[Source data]
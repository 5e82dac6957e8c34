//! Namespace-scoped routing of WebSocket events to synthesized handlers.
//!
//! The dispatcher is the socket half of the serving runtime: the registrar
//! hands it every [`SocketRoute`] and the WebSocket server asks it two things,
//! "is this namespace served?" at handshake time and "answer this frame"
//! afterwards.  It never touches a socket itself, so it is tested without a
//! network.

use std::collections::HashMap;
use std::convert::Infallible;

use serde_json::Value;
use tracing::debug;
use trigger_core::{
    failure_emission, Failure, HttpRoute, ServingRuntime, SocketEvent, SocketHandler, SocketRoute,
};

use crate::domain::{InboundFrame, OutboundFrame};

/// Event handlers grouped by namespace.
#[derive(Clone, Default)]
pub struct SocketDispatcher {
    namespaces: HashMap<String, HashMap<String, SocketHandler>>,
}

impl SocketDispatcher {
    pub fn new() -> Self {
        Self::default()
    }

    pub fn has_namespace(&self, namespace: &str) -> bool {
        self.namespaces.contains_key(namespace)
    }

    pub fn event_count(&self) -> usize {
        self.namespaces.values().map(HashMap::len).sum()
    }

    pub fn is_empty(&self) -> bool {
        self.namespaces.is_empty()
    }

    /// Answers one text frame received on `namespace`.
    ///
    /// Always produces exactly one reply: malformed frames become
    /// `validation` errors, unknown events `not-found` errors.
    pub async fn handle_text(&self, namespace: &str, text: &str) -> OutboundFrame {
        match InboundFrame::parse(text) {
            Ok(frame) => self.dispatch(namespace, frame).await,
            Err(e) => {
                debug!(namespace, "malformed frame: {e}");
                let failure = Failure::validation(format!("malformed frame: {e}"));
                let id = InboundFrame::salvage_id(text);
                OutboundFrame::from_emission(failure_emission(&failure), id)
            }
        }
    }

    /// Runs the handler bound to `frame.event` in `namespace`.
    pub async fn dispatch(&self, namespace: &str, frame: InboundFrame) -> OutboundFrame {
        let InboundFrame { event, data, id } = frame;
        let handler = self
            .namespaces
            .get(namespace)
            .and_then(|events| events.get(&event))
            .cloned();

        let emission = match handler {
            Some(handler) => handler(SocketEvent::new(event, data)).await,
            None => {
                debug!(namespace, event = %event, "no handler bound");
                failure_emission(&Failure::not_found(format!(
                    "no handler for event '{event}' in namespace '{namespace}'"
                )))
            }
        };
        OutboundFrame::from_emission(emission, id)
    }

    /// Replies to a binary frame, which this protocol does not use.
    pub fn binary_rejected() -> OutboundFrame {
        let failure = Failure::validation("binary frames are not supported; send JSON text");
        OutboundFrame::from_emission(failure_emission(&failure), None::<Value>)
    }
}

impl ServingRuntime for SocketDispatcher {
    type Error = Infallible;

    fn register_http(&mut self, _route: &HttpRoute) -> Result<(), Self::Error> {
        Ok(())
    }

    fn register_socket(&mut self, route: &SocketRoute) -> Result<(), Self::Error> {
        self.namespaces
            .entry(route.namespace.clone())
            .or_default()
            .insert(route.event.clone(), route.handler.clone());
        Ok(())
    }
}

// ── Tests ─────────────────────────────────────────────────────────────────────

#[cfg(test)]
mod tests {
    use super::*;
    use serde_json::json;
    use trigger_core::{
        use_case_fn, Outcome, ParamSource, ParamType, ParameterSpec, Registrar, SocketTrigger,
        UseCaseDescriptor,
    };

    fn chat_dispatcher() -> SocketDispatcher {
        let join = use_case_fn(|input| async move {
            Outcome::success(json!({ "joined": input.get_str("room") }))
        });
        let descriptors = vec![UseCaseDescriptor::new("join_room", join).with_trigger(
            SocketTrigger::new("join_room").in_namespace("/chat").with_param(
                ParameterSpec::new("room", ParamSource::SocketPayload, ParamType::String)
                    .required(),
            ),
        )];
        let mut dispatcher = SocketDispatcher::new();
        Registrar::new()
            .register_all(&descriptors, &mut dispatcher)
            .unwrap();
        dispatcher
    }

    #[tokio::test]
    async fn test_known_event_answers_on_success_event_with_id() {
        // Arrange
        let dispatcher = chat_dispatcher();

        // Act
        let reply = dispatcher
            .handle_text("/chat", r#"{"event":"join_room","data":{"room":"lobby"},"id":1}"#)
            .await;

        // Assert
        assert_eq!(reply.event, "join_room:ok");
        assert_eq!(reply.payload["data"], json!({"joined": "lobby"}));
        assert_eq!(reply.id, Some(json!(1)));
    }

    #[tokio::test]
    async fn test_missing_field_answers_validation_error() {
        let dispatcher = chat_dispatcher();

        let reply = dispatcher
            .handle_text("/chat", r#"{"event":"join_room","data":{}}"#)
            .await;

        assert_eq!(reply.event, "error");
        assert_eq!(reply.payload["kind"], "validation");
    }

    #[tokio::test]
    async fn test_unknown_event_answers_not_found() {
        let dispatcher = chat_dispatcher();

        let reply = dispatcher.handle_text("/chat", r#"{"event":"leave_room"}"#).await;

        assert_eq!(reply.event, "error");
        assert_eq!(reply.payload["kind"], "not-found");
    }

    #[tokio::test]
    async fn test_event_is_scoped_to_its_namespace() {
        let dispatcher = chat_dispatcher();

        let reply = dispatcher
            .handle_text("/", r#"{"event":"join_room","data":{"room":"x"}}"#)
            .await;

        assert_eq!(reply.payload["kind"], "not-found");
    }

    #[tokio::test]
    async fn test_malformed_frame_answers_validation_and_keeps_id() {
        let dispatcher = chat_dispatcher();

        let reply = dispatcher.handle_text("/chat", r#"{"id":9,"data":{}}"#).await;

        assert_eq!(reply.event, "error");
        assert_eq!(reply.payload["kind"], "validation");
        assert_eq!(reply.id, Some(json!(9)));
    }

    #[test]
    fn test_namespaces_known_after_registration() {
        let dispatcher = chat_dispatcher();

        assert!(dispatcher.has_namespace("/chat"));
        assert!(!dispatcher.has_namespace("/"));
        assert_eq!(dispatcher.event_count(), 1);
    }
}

**TASK STATEMENT**
The word is "match". Copy every line above where it appears.

**ANSWER TO THIS EXERCISE**
        match InboundFrame::parse(text) {
        let emission = match handler {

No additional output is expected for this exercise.